La question tarabustait les baby-entrepreneurs que nous étions : fallait-il tout dire sur nos projets ? ou fallait-il en dire juste assez pour intéresser, mais pas suffisamment pour risquer de se faire doubler par quelqu’un qui aurait été séduit par notre idée/concept.

J’ai toujours été tenant d’une certaine transparence.

Certes, un chef d’entreprise, et spécialement dans le secteur en perpétuelle ébullition des nouvelles technologies, a toujours tendance à penser qu’il vient d’avoir l’idée du siècle. Et heureusement, car c’est ce qui le fera avancer. Si vous ne croyez pas dans votre propre produit, il vaut mieux descendre du train avant qu’il n’ait pris trop de vitesse. Mais le risque de se faire piquer une idée est à mon avis largement compensé par les avantages que vous aurez à parler de votre projet à votre entourage, à vos amis, et à vos contacts professionnels. Les moyens de communication actuels vous permettront même de présenter votre projet à des communautés entières.

Vous recueillerez ainsi des conseils, des avis qui vous amèneront peut-être à modifier certains aspects de votre projet. Voire même à l’abandonner purement et simplement, car vous identifierez, grâce à ces discussions, des écueils infranchissables.

Cela vous forcera également à savoir présenter votre projet, en quelques secondes (le fameux Elevator Pitch) ou en quelques minutes, lors de discussions informelles. Vous serez ainsi amené à synthétiser et structurer votre projet, pour n’en garder que l’essentiel.
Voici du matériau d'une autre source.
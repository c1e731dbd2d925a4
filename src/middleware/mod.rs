// ABOUTME: HTTP middleware for cross-origin access control
// ABOUTME: Request tracing is layered directly in the router via tower-http

pub mod cors;

// CORS configuration
pub use cors::setup_cors;
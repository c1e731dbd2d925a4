// ABOUTME: Training composition service: draft-gated block membership and deletion
// ABOUTME: Hydrates trainings into ordered block summaries on every read path
//
// SPDX-License-Identifier: MIT OR Apache-2.0
// Copyright (c) 2025 Async-IO.org

use std::collections::{HashMap, HashSet};
use std::sync::Arc;

use tracing::{debug, info, warn};

use crate::database::{self as db, Database};
use crate::errors::{AppError, AppResult};
use crate::models::{Block, BlockSummary, ListFilter, Training, TrainingDetail, TrainingPayload};
use crate::services::blocks::member_ids_by_block;
use crate::services::lifecycle::{ensure_draft, ensure_present};

/// Business logic for trainings and their ordered block lists
#[derive(Clone)]
pub struct TrainingService {
    db: Arc<Database>,
}

impl TrainingService {
    /// Create a service backed by the given database
    pub fn new(db: Arc<Database>) -> Self {
        Self { db }
    }

    /// Create a training in draft state
    ///
    /// # Errors
    ///
    /// Returns an error if the database insert fails
    pub async fn create(&self, payload: TrainingPayload) -> AppResult<TrainingDetail> {
        let training = self
            .db
            .create_training(&payload.title_en, &payload.title_ru)
            .await?;

        info!(training_id = training.id, "training created");
        self.hydrate(training).await
    }

    /// Fetch one training with its hydrated block summaries
    ///
    /// # Errors
    ///
    /// Returns a not-found error for missing or soft-deleted trainings
    pub async fn find(&self, id: i64) -> AppResult<TrainingDetail> {
        let training = ensure_present(self.db.training_by_id(id).await?, id)?;
        self.hydrate(training).await
    }

    /// List trainings per the filter, each hydrated with its block summaries
    ///
    /// # Errors
    ///
    /// Returns an error if a database query fails
    pub async fn list(&self, filter: &ListFilter) -> AppResult<Vec<TrainingDetail>> {
        let trainings = self.db.list_trainings(filter).await?;
        let training_ids: Vec<i64> = trainings.iter().map(|training| training.id).collect();

        let links = self.db.block_links_for_trainings(&training_ids).await?;
        let mut block_ids_by_training: HashMap<i64, Vec<i64>> = HashMap::new();
        for link in &links {
            block_ids_by_training
                .entry(link.training_id)
                .or_default()
                .push(link.block_id);
        }

        // The same block can appear in several trainings; fetch each once
        let unique_block_ids: Vec<i64> = links
            .iter()
            .map(|link| link.block_id)
            .collect::<HashSet<_>>()
            .into_iter()
            .collect();
        let blocks_by_id = self.blocks_by_id(&unique_block_ids).await?;
        let members =
            member_ids_by_block(self.db.exercise_links_for_blocks(&unique_block_ids).await?);

        Ok(trainings
            .into_iter()
            .map(|training| {
                let block_ids = block_ids_by_training
                    .remove(&training.id)
                    .unwrap_or_default();
                assemble(training, block_ids, &blocks_by_id, &members)
            })
            .collect())
    }

    /// Merge-style update: empty titles keep the stored value
    ///
    /// # Errors
    ///
    /// Returns a not-found error for missing or soft-deleted trainings
    pub async fn update(&self, id: i64, payload: TrainingPayload) -> AppResult<TrainingDetail> {
        let mut guard = self.db.begin().await?;

        let mut training =
            ensure_present(db::trainings::find_training(guard.executor()?, id).await?, id)?;
        if !payload.title_en.is_empty() {
            training.title_en = payload.title_en;
        }
        if !payload.title_ru.is_empty() {
            training.title_ru = payload.title_ru;
        }

        db::trainings::update_training_row(guard.executor()?, &training).await?;
        guard.commit().await?;

        debug!(training_id = id, "training updated");
        self.find(id).await
    }

    /// Flip the draft flag regardless of current contents
    ///
    /// # Errors
    ///
    /// Returns a not-found error for missing or soft-deleted trainings
    pub async fn toggle_draft(&self, id: i64) -> AppResult<TrainingDetail> {
        let training = ensure_present(self.db.toggle_training_draft(id).await?, id)?;
        info!(
            training_id = id,
            draft = training.draft,
            "training draft state toggled"
        );
        self.hydrate(training).await
    }

    /// Link a block at the end of a draft training
    ///
    /// The block itself may be in either lifecycle state; only the training
    /// must be a draft.
    ///
    /// # Errors
    ///
    /// Returns a not-found error when either end of the link is missing, an
    /// invalid-state error when the training is not a draft, and a validation
    /// error when the block is already linked
    pub async fn add_block(&self, training_id: i64, block_id: i64) -> AppResult<TrainingDetail> {
        let mut guard = self.db.begin().await?;

        let training = ensure_present(
            db::trainings::find_training(guard.executor()?, training_id).await?,
            training_id,
        )?;
        ensure_draft(&training)?;

        let block = ensure_present(
            db::blocks::find_block(guard.executor()?, block_id).await?,
            block_id,
        )?;
        db::trainings::insert_block_link(guard.executor()?, training_id, block.id).await?;
        guard.commit().await?;

        debug!(training_id, block_id, "block linked into training");
        self.find(training_id).await
    }

    /// Unlink a block from a draft training
    ///
    /// # Errors
    ///
    /// Returns a not-found error for missing or soft-deleted trainings and
    /// for blocks that are not linked, and an invalid-state error when the
    /// training is not a draft
    pub async fn remove_block(&self, training_id: i64, block_id: i64) -> AppResult<TrainingDetail> {
        let mut guard = self.db.begin().await?;

        let training = ensure_present(
            db::trainings::find_training(guard.executor()?, training_id).await?,
            training_id,
        )?;
        ensure_draft(&training)?;

        let removed =
            db::trainings::delete_block_link(guard.executor()?, training_id, block_id).await?;
        if !removed {
            return Err(AppError::not_found(format!(
                "block {block_id} in training {training_id}"
            )));
        }
        guard.commit().await?;

        debug!(training_id, block_id, "block unlinked from training");
        self.find(training_id).await
    }

    /// Soft-delete a training
    ///
    /// Nothing references trainings, so deletion never needs a referrer check.
    ///
    /// # Errors
    ///
    /// Returns a not-found error for missing or soft-deleted trainings
    pub async fn delete(&self, id: i64) -> AppResult<()> {
        let deleted = self.db.delete_training(id).await?;
        if !deleted {
            return Err(AppError::not_found(format!("training {id}"))
                .with_resource_id(id.to_string()));
        }

        info!(training_id = id, "training deleted");
        Ok(())
    }

    /// Attach ordered block summaries to a training entity
    async fn hydrate(&self, training: Training) -> AppResult<TrainingDetail> {
        let links = self.db.block_links(training.id).await?;
        let block_ids: Vec<i64> = links.iter().map(|link| link.block_id).collect();

        let blocks_by_id = self.blocks_by_id(&block_ids).await?;
        let members = member_ids_by_block(self.db.exercise_links_for_blocks(&block_ids).await?);

        Ok(assemble(training, block_ids, &blocks_by_id, &members))
    }

    async fn blocks_by_id(&self, ids: &[i64]) -> AppResult<HashMap<i64, Block>> {
        Ok(self
            .db
            .blocks_by_ids(ids)
            .await?
            .into_iter()
            .map(|block| (block.id, block))
            .collect())
    }
}

/// Build the read model from a training and its resolved member blocks
fn assemble(
    training: Training,
    block_ids: Vec<i64>,
    blocks_by_id: &HashMap<i64, Block>,
    members: &HashMap<i64, Vec<i64>>,
) -> TrainingDetail {
    let mut blocks = Vec::with_capacity(block_ids.len());
    for block_id in block_ids {
        match blocks_by_id.get(&block_id) {
            Some(block) if !block.is_deleted() => {
                let exercises_ids = members.get(&block_id).cloned().unwrap_or_default();
                blocks.push(BlockSummary::from_entity(block.clone(), exercises_ids));
            }
            _ => warn!(
                training_id = training.id,
                block_id, "linked block is missing or deleted; skipping"
            ),
        }
    }

    TrainingDetail {
        id: training.id,
        created_at: training.created_at,
        title_en: training.title_en,
        title_ru: training.title_ru,
        draft: training.draft,
        block_ids: blocks.iter().map(|block| block.id).collect(),
        blocks,
    }
}
// ABOUTME: Integration tests for tag creation and listing
// ABOUTME: Covers title uniqueness and the newest-first listing order
//
// SPDX-License-Identifier: MIT OR Apache-2.0
// Copyright (c) 2025 Async-IO.org

#![allow(clippy::unwrap_used, clippy::expect_used, clippy::panic)]
#![allow(missing_docs)]

mod common;

use blockfit_server::errors::ErrorCode;
use blockfit_server::models::TagPayload;

use common::create_test_resources;

fn tag_payload(title: &str) -> TagPayload {
    TagPayload {
        title_en: title.to_string(),
        title_ru: format!("{title} (ru)"),
    }
}

#[tokio::test]
async fn test_create_and_list_round_trip() {
    let harness = create_test_resources().await.unwrap();
    let tags = &harness.resources.tags;

    let cardio = tags.create(tag_payload("Cardio")).await.unwrap();
    let balance = tags.create(tag_payload("Balance")).await.unwrap();

    let listed = tags.list().await.unwrap();

    assert_eq!(listed.len(), 2);
    let ids: Vec<i64> = listed.iter().map(|tag| tag.id).collect();
    assert!(ids.contains(&cardio.id));
    assert!(ids.contains(&balance.id));
    let cardio_view = listed.iter().find(|tag| tag.id == cardio.id).unwrap();
    assert_eq!(cardio_view.title_en, "Cardio");
    assert_eq!(cardio_view.title_ru, "Cardio (ru)");
}

#[tokio::test]
async fn test_create_duplicate_title_is_validation_error() {
    let harness = create_test_resources().await.unwrap();
    let tags = &harness.resources.tags;

    tags.create(tag_payload("Strength")).await.unwrap();
    let err = tags.create(tag_payload("Strength")).await.unwrap_err();

    assert_eq!(err.code, ErrorCode::ValidationError);
}

#[tokio::test]
async fn test_list_orders_newest_first() {
    let harness = create_test_resources().await.unwrap();
    let resources = &harness.resources;

    let old = resources.tags.create(tag_payload("Older")).await.unwrap();
    let new = resources.tags.create(tag_payload("Newer")).await.unwrap();

    // CURRENT_TIMESTAMP has second resolution; pin distinct values directly
    for (id, stamp) in [(old.id, "2024-01-01 08:00:00"), (new.id, "2024-06-01 08:00:00")] {
        sqlx::query("UPDATE tags SET updated_at = $1 WHERE id = $2")
            .bind(stamp)
            .bind(id)
            .execute(resources.database.pool())
            .await
            .unwrap();
    }

    let listed = resources.tags.list().await.unwrap();

    assert_eq!(
        listed.iter().map(|tag| tag.id).collect::<Vec<_>>(),
        vec![new.id, old.id]
    );
}
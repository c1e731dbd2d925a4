// ABOUTME: Tag storage operations and the exercise-tag join table
// ABOUTME: Handles tag rows plus attaching and reading tag ids per exercise

use std::collections::HashMap;

use super::Database;
use crate::models::Tag;
use anyhow::Result;
use sqlx::sqlite::SqliteRow;
use sqlx::{Executor, Row, Sqlite};

impl Database {
    /// Create the tags and exercises_tags tables
    ///
    /// # Errors
    ///
    /// Returns an error if table or index creation fails
    pub(super) async fn migrate_tags(&self) -> Result<()> {
        sqlx::query(
            r"
            CREATE TABLE IF NOT EXISTS tags (
                id INTEGER PRIMARY KEY AUTOINCREMENT,
                created_at DATETIME NOT NULL DEFAULT CURRENT_TIMESTAMP,
                updated_at DATETIME NOT NULL DEFAULT CURRENT_TIMESTAMP,
                title_en TEXT UNIQUE NOT NULL,
                title_ru TEXT UNIQUE NOT NULL
            )
            ",
        )
        .execute(&self.pool)
        .await?;

        sqlx::query(
            r"
            CREATE TABLE IF NOT EXISTS exercises_tags (
                exercise_id INTEGER NOT NULL REFERENCES exercises(id),
                tag_id INTEGER NOT NULL REFERENCES tags(id),
                created_at DATETIME NOT NULL DEFAULT CURRENT_TIMESTAMP,
                PRIMARY KEY (exercise_id, tag_id)
            )
            ",
        )
        .execute(&self.pool)
        .await?;

        sqlx::query("CREATE INDEX IF NOT EXISTS idx_exercises_tags_tag ON exercises_tags(tag_id)")
            .execute(&self.pool)
            .await?;

        Ok(())
    }

    /// Insert a tag and return the stored row
    ///
    /// # Errors
    ///
    /// Returns an error if the insert fails or the row cannot be read back
    pub async fn create_tag(&self, title_en: &str, title_ru: &str) -> Result<Tag> {
        let result = sqlx::query("INSERT INTO tags (title_en, title_ru) VALUES ($1, $2)")
            .bind(title_en)
            .bind(title_ru)
            .execute(&self.pool)
            .await?;

        let id = result.last_insert_rowid();
        let row = sqlx::query("SELECT * FROM tags WHERE id = $1")
            .bind(id)
            .fetch_one(&self.pool)
            .await?;
        Ok(row_to_tag(&row))
    }

    /// All tags, most recently updated first
    ///
    /// # Errors
    ///
    /// Returns an error if the database query fails
    pub async fn list_tags(&self) -> Result<Vec<Tag>> {
        let rows = sqlx::query("SELECT * FROM tags ORDER BY updated_at DESC")
            .fetch_all(&self.pool)
            .await?;
        Ok(rows.iter().map(row_to_tag).collect())
    }

    /// Tag ids attached to one exercise, in attachment order
    ///
    /// # Errors
    ///
    /// Returns an error if the database query fails
    pub async fn tag_ids_for_exercise(&self, exercise_id: i64) -> Result<Vec<i64>> {
        let ids = sqlx::query_scalar(
            "SELECT tag_id FROM exercises_tags WHERE exercise_id = $1 ORDER BY rowid",
        )
        .bind(exercise_id)
        .fetch_all(&self.pool)
        .await?;
        Ok(ids)
    }

    /// Tag ids for many exercises at once, keyed by exercise id
    ///
    /// # Errors
    ///
    /// Returns an error if the database query fails
    pub async fn tag_ids_for_exercises(
        &self,
        exercise_ids: &[i64],
    ) -> Result<HashMap<i64, Vec<i64>>> {
        if exercise_ids.is_empty() {
            return Ok(HashMap::new());
        }

        let placeholders = (1..=exercise_ids.len())
            .map(|i| format!("${i}"))
            .collect::<Vec<_>>()
            .join(", ");
        let query = format!(
            r"
            SELECT exercise_id, tag_id FROM exercises_tags
            WHERE exercise_id IN ({placeholders})
            ORDER BY rowid
            "
        );

        let mut q = sqlx::query(&query);
        for id in exercise_ids {
            q = q.bind(id);
        }
        let rows = q.fetch_all(&self.pool).await?;

        let mut by_exercise: HashMap<i64, Vec<i64>> = HashMap::new();
        for row in &rows {
            by_exercise
                .entry(row.get("exercise_id"))
                .or_default()
                .push(row.get("tag_id"));
        }
        Ok(by_exercise)
    }
}

/// Attach tags to an exercise; unknown tag ids fail the foreign key check
pub(crate) async fn add_tag_links<'e, E>(
    executor: E,
    exercise_id: i64,
    tag_ids: &[i64],
) -> Result<()>
where
    E: Executor<'e, Database = Sqlite>,
{
    if tag_ids.is_empty() {
        return Ok(());
    }

    let mut values = Vec::with_capacity(tag_ids.len());
    for (i, _) in tag_ids.iter().enumerate() {
        values.push(format!("($1, ${})", i + 2));
    }
    let query = format!(
        "INSERT INTO exercises_tags (exercise_id, tag_id) VALUES {}",
        values.join(", ")
    );

    let mut q = sqlx::query(&query).bind(exercise_id);
    for tag_id in tag_ids {
        q = q.bind(tag_id);
    }
    q.execute(executor).await?;
    Ok(())
}

/// Convert a database row to a Tag struct
fn row_to_tag(row: &SqliteRow) -> Tag {
    Tag {
        id: row.get("id"),
        created_at: row.get("created_at"),
        updated_at: row.get("updated_at"),
        title_en: row.get("title_en"),
        title_ru: row.get("title_ru"),
    }
}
Et si vous n’êtes toujours pas tranquille à l’idée de dévoiler votre projet ré-vo-lu-tion-naire, dites vous bien que les plus gros que vous auront souvent plus d’intérêt à vous laisser vous lancer, à vous laisser prendre les risques et défricher le terrain, quitte à venir vous courtiser si au final votre démarche est couronnée de succès.